Another characteristic of Darwin’s mental processes is his way of meeting difficulties. The born reasoner is apt to slur over obstacles and objections, to devote himself with endless ingenuity to eliminating them rather than facing them squarely. Darwin was ingenious enough, but he did not dodge difficulties. Instead of doing so, his propensity was, if anything, to make them and seek them. It was said of Pasteur, so like Darwin in many points: ‘No adversary of M. Pasteur had formulated this argument; but M. Pasteur, who had within himself an ever-present adversary, always on the watch and determined to yield only to the force of accumulated evidence, himself raised the objection.’[67] So Darwin. As he himself records, and no thinker ever laid down a more significant principle or one more revealing for his own mental constitution: ‘I had, also, during many years followed a golden rule, namely, that whenever a published fact, a new observation or thought came across me, which was opposed to my general results, to make a memorandum of it without fail and at once; for I had found by experience that such facts and thoughts were far more apt to escape from the memory than favorable ones.’[68] And the intense consciousness of objections and difficulties appears even more vividly in the sentence: ‘I cannot too strongly express my conviction of the general truth of my doctrines, and God knows I have never shirked a difficulty.’[69]
The recognition of obstacles and complications constantly popping up from everywhere naturally necessitated endless revision and recasting. Here again, the habitual reasoner, having once set his mould is reluctant to alter it. Not so Darwin. There are indeed times when even he rebels and declares that it will be more fruitful to follow new paths than to be perpetually adjusting the old. But in general his readiness to alter and reconstruct is unlimited. He revises and works over his books. In doing so he showed his characteristic disposition to accept and defer to the judgment of others. How charming is his daughter’s account of this: ‘He was always so ready to be convinced that any suggested alteration was an improvement, and so full of gratitude for the trouble taken. I do not think that he ever used to forget to tell me what improvement he thought that I had made, and he used almost to excuse himself if he did not agree with any correction. I think I felt the singular modesty and graciousness of his nature through thus working for him in a way I never should otherwise have done.’[70] There is no better way to appreciate the extent and the persistence of Darwin’s revision than to make even a cursory comparison of the first and the last editions of the ‘Origin.’ Almost every page shows minor or considerable changes, and while some are no doubt mere matters of language, many have a bearing, however slight, on the trend of the reasoning, deepening, or strengthening, or clarifying it.

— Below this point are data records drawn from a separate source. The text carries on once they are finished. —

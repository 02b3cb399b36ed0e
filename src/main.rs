//! The driver binary: parses arguments, runs the initial L→V→C→A→K build,
//! launches the compiled program, and watches the source file for edits.

use std::path::PathBuf;
use std::process::Command;
use std::thread;

use anyhow::{bail, Context, Result};
use tracing::{error, info};
use tracing_subscriber::EnvFilter;

use hotdsl::artifact::ArtifactManager;
use hotdsl::compiler::CompilerInvoker;
use hotdsl::error::DriverError;
use hotdsl::lower::{emit_hotreload_tu, emit_main_tu, UnitPaths};
use hotdsl::parser::parse;
use hotdsl::validator::{classify, validate, MethodRole};
use hotdsl::watch::{watch_loop, Reconciler};

struct Args {
    source: PathBuf,
    backend: String,
    show_generated: bool,
}

fn print_usage() {
    println!(
        "usage: hotdsl [--backend native|browser] [--show-generated] <source.hr>\n\n\
         options:\n  \
         --backend {{native,browser}}  select the execution backend (default: native)\n  \
         --show-generated             print the generated C++ source to stderr before running\n  \
         -h, --help                   print this message"
    );
}

fn parse_args() -> Result<Option<Args>> {
    let mut backend = "native".to_string();
    let mut show_generated = false;
    let mut source = None;

    let mut argv = std::env::args().skip(1);
    while let Some(arg) = argv.next() {
        match arg.as_str() {
            "-h" | "--help" => {
                print_usage();
                return Ok(None);
            }
            "--backend" => {
                backend = argv.next().context("--backend requires a value")?;
            }
            "--show-generated" => show_generated = true,
            other if !other.starts_with('-') && source.is_none() => {
                source = Some(PathBuf::from(other));
            }
            other => bail!("unrecognized argument: {other}"),
        }
    }

    let source = source.context("missing required source file argument")?;
    Ok(Some(Args { source, backend, show_generated }))
}

fn main() -> Result<()> {
    tracing_subscriber::fmt()
        .with_env_filter(EnvFilter::try_from_default_env().unwrap_or_else(|_| EnvFilter::new("info")))
        .init();

    let Some(args) = parse_args()? else {
        return Ok(());
    };

    if args.backend != "native" {
        error!("FATAL: backend {:?} is not implemented; only \"native\" is supported", args.backend);
        std::process::exit(1);
    }

    match run(&args) {
        Ok(status) => std::process::exit(status.code().unwrap_or(0)),
        Err(e) => {
            error!("FATAL: {e}");
            std::process::exit(1);
        }
    }
}

fn run(args: &Args) -> Result<std::process::ExitStatus, DriverError> {
    let src = std::fs::read_to_string(&args.source)?;

    let program = validate(parse(&src)?)?;
    info!("parsed and validated {:?} ({} methods)", program.class_name, program.methods.len());

    let reloadable_names: Vec<String> = program
        .methods
        .iter()
        .filter(|m| classify(m) == MethodRole::Hotreload)
        .map(|m| m.name.clone())
        .collect();

    let artifacts = ArtifactManager::new(reloadable_names.iter().cloned())?;
    let compiler = CompilerInvoker::from_env();

    for method in &program.methods {
        if classify(method) != MethodRole::Hotreload {
            continue;
        }
        let tu = emit_hotreload_tu(&program, method)?;
        let paths = artifacts.paths_for(&method.name)?;
        info!("building initial shared object for {:?}", method.name);
        compiler.build_shared_object(&paths.src, &tu, &paths.lib, &paths.lock)?;
    }

    let unit_paths = |name: &str| {
        let paths = artifacts.paths_for(name).expect("unit paths allocated for every reloadable method");
        UnitPaths { lib: &paths.lib, copy: &paths.copy, lock: &paths.lock }
    };
    let main_tu = emit_main_tu(&program, &unit_paths)?;
    if args.show_generated {
        eprintln!("{main_tu}");
    }
    std::fs::write(artifacts.main_src(), &main_tu)?;
    compiler.build_executable(artifacts.main_src(), artifacts.main_exe())?;
    let main_exe = artifacts.main_exe().to_path_buf();

    let reconciler = Reconciler::new(compiler, artifacts, &program)?;
    let source_path = args.source.clone();
    let watch_handle = thread::spawn(move || {
        if let Err(e) = watch_loop(&source_path, reconciler) {
            error!("file watcher stopped: {e}");
        }
    });

    info!("launching {}", main_exe.display());
    let mut child = Command::new(&main_exe).spawn().map_err(DriverError::Io)?;
    let status = child.wait().map_err(DriverError::Io)?;

    // `watch_handle` owns the last `ArtifactManager`/`Reconciler`; it (and
    // the run directory) is torn down when the thread itself exits with the
    // process, not joined here — there is no graceful reload cancellation
    // (spec.md §5).
    drop(watch_handle);
    Ok(status)
}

It is profitable also to watch Darwin’s attitude towards argument, the direct interchange of view by those who take different sides of a case and are at once eager to advance their own and to detect the flaws in their opponent’s. It is very evident that he was not a quick and natural arguer, as was Huxley, for instance. His son says: ‘He used to say of himself that he was not quick enough to hold an argument with any one, and I think this was true. Unless it was a subject on which he was just then at work, he could not get the train of argument into working order quickly enough.’[71] And Darwin confesses the same thing with his unfailing, charming naïveté, in a letter to Hooker: ‘I am astonished at your success and audacity. It is something unintelligible to me how any one can argue in public like orators do. I had no idea you had this power.’[72]

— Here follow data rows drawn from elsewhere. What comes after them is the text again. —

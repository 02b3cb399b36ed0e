//! Tokenizer for the DSL surface syntax described in `SPEC_FULL.md` §4.1.
//!
//! Hand-written rather than pulled from a crate: the grammar is small and
//! fixed (one class, a handful of statement/expression forms), and nothing
//! in the retrieval pack reaches for a lexer-generator crate for a surface
//! this narrow.

use crate::error::ParseError;

/// A single lexical token produced by the tokenizer.
#[derive(Debug, Clone, PartialEq)]
pub enum Token {
    /// An identifier that isn't one of the reserved keywords below.
    Ident(String),
    /// A decimal integer literal.
    Number(i32),
    /// `class`
    KwClass,
    /// `extends`
    KwExtends,
    /// `async`
    KwAsync,
    /// `await`
    KwAwait,
    /// `let`
    KwLet,
    /// `while`
    KwWhile,
    /// `for`
    KwFor,
    /// `return`
    KwReturn,
    /// `true`
    KwTrue,
    /// `false`
    KwFalse,
    /// `@`
    At,
    /// `{`
    LBrace,
    /// `}`
    RBrace,
    /// `(`
    LParen,
    /// `)`
    RParen,
    /// `,`
    Comma,
    /// `:`
    Colon,
    /// `;`
    Semicolon,
    /// `.`
    Dot,
    /// `+`
    Plus,
    /// `-`
    Minus,
    /// `*`
    Star,
    /// `/`
    Slash,
    /// `++`
    PlusPlus,
    /// `--`
    MinusMinus,
    /// `=`
    Eq,
    /// `<`, used only in `Promise<number>`.
    Lt,
    /// `>`, used only in `Promise<number>`.
    Gt,
    /// End of input.
    Eof,
}

/// A token paired with the byte offset it started at, for diagnostics.
#[derive(Debug, Clone, PartialEq)]
pub struct Spanned {
    /// The token itself.
    pub token: Token,
    /// The byte offset in the source where this token starts.
    pub offset: usize,
}

/// Tokenizes `src` into a `Vec<Spanned>`, always terminated by `Token::Eof`.
pub fn lex(src: &str) -> Result<Vec<Spanned>, ParseError> {
    let bytes = src.as_bytes();
    let mut i = 0usize;
    let mut out = Vec::new();

    while i < bytes.len() {
        let c = bytes[i] as char;

        if c.is_whitespace() {
            i += 1;
            continue;
        }

        if c == '/' && bytes.get(i + 1) == Some(&b'/') {
            while i < bytes.len() && bytes[i] != b'\n' {
                i += 1;
            }
            continue;
        }

        let start = i;

        if c.is_ascii_digit() {
            let mut end = i;
            while end < bytes.len() && (bytes[end] as char).is_ascii_digit() {
                end += 1;
            }
            let text = &src[start..end];
            let value: i32 = text
                .parse()
                .map_err(|_| ParseError::new(start, format!("invalid numeric literal {text:?}")))?;
            out.push(Spanned {
                token: Token::Number(value),
                offset: start,
            });
            i = end;
            continue;
        }

        if c.is_ascii_alphabetic() || c == '_' {
            let mut end = i;
            while end < bytes.len() && ((bytes[end] as char).is_ascii_alphanumeric() || bytes[end] == b'_') {
                end += 1;
            }
            let text = &src[start..end];
            let token = match text {
                "class" => Token::KwClass,
                "extends" => Token::KwExtends,
                "async" => Token::KwAsync,
                "await" => Token::KwAwait,
                "let" => Token::KwLet,
                "while" => Token::KwWhile,
                "for" => Token::KwFor,
                "return" => Token::KwReturn,
                "true" => Token::KwTrue,
                "false" => Token::KwFalse,
                _ => Token::Ident(text.to_string()),
            };
            out.push(Spanned { token, offset: start });
            i = end;
            continue;
        }

        macro_rules! push {
            ($tok:expr, $len:expr) => {{
                out.push(Spanned {
                    token: $tok,
                    offset: start,
                });
                i += $len;
            }};
        }

        match c {
            '@' => push!(Token::At, 1),
            '{' => push!(Token::LBrace, 1),
            '}' => push!(Token::RBrace, 1),
            '(' => push!(Token::LParen, 1),
            ')' => push!(Token::RParen, 1),
            ',' => push!(Token::Comma, 1),
            ':' => push!(Token::Colon, 1),
            ';' => push!(Token::Semicolon, 1),
            '.' => push!(Token::Dot, 1),
            '=' => push!(Token::Eq, 1),
            '<' => push!(Token::Lt, 1),
            '>' => push!(Token::Gt, 1),
            '+' if bytes.get(i + 1) == Some(&b'+') => push!(Token::PlusPlus, 2),
            '-' if bytes.get(i + 1) == Some(&b'-') => push!(Token::MinusMinus, 2),
            '+' => push!(Token::Plus, 1),
            '-' => push!(Token::Minus, 1),
            '*' => push!(Token::Star, 1),
            '/' => push!(Token::Slash, 1),
            other => {
                return Err(ParseError::new(start, format!("unexpected character {other:?}")));
            }
        }
    }

    out.push(Spanned {
        token: Token::Eof,
        offset: bytes.len(),
    });
    Ok(out)
}

#[cfg(test)]
mod tests {
    use super::*;

    #[test]
    fn lexes_keywords_and_punctuation() {
        let toks = lex("@reload shift(a: number): number { return a + 10; }").unwrap();
        let kinds: Vec<&Token> = toks.iter().map(|s| &s.token).collect();
        assert_eq!(kinds[0], &Token::At);
        assert_eq!(kinds[1], &Token::Ident("reload".into()));
        assert!(kinds.contains(&&Token::KwReturn));
        assert!(kinds.contains(&&Token::Plus));
        assert_eq!(*kinds.last().unwrap(), &Token::Eof);
    }

    #[test]
    fn lexes_increment_before_plus() {
        let toks = lex("i++ + 1").unwrap();
        assert_eq!(toks[0].token, Token::Ident("i".into()));
        assert_eq!(toks[1].token, Token::PlusPlus);
        assert_eq!(toks[2].token, Token::Plus);
    }

    #[test]
    fn skips_line_comments() {
        let toks = lex("// hello\nlet x: number = 1;").unwrap();
        assert_eq!(toks[0].token, Token::KwLet);
    }

    #[test]
    fn rejects_unknown_character() {
        let err = lex("let x = 1 $ 2;").unwrap_err();
        assert!(err.message.contains('$'));
    }
}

Arguments haunted him, agitated him, disturbed him. Active discussion was apt to be followed by a broken night, filled with the things that might and should have been said and were not. Even of a conversation quite remote from his scientific interest he says: ‘Your slave discussion disturbed me much; but as you would care no more for my opinion on this head than for the ashes of this letter, I will say nothing except that it gave me some sleepless, most uncomfortable hours.’[73]
The gift I have before suggested, of getting outside of your own position and judging it as another would, while it benefits the results of argument, is most hampering in the process, since one finds oneself stating one’s adversary’s case sometimes more forcibly than he does himself. Darwin often repeats the principle I have quoted earlier, of recognizing and recording objections, and he sums up his method in regard to his main theory: ‘I have for some time determined to give the arguments on both sides (as far as I could) instead of arguing on the mutability side alone.’[74]
Yet in spite of all the strain and effort of argument, he liked it and believed in it. In the concluding chapter of the ‘Origin’ he says: ‘This whole volume is one long argument.’[75] It certainly is. Elsewhere he says of a personal conversation: ‘I was particularly glad of our discussion after dinner; fighting a battle with you always clears my mind wonderfully.’[76] To get the mind clear, to illuminate and elucidate the complicated tangles of thought and theory, that was always the object, and if verbal battles helped it on, they were welcome.
But if he liked sincere, earnest argument, he detested controversy, the bitter war of excited personal feelings bent rather on achieving an individual triumph than on proving an abstract theory. He condemned and deplored the injury to science inevitably wrought by such disputes and had nothing but disgust for the manifestations of temper that were bound to accompany them: ‘I went the other evening to the Zoölogical Society, where the speakers were snarling at each other in a manner anything but like that of gentlemen.’[77]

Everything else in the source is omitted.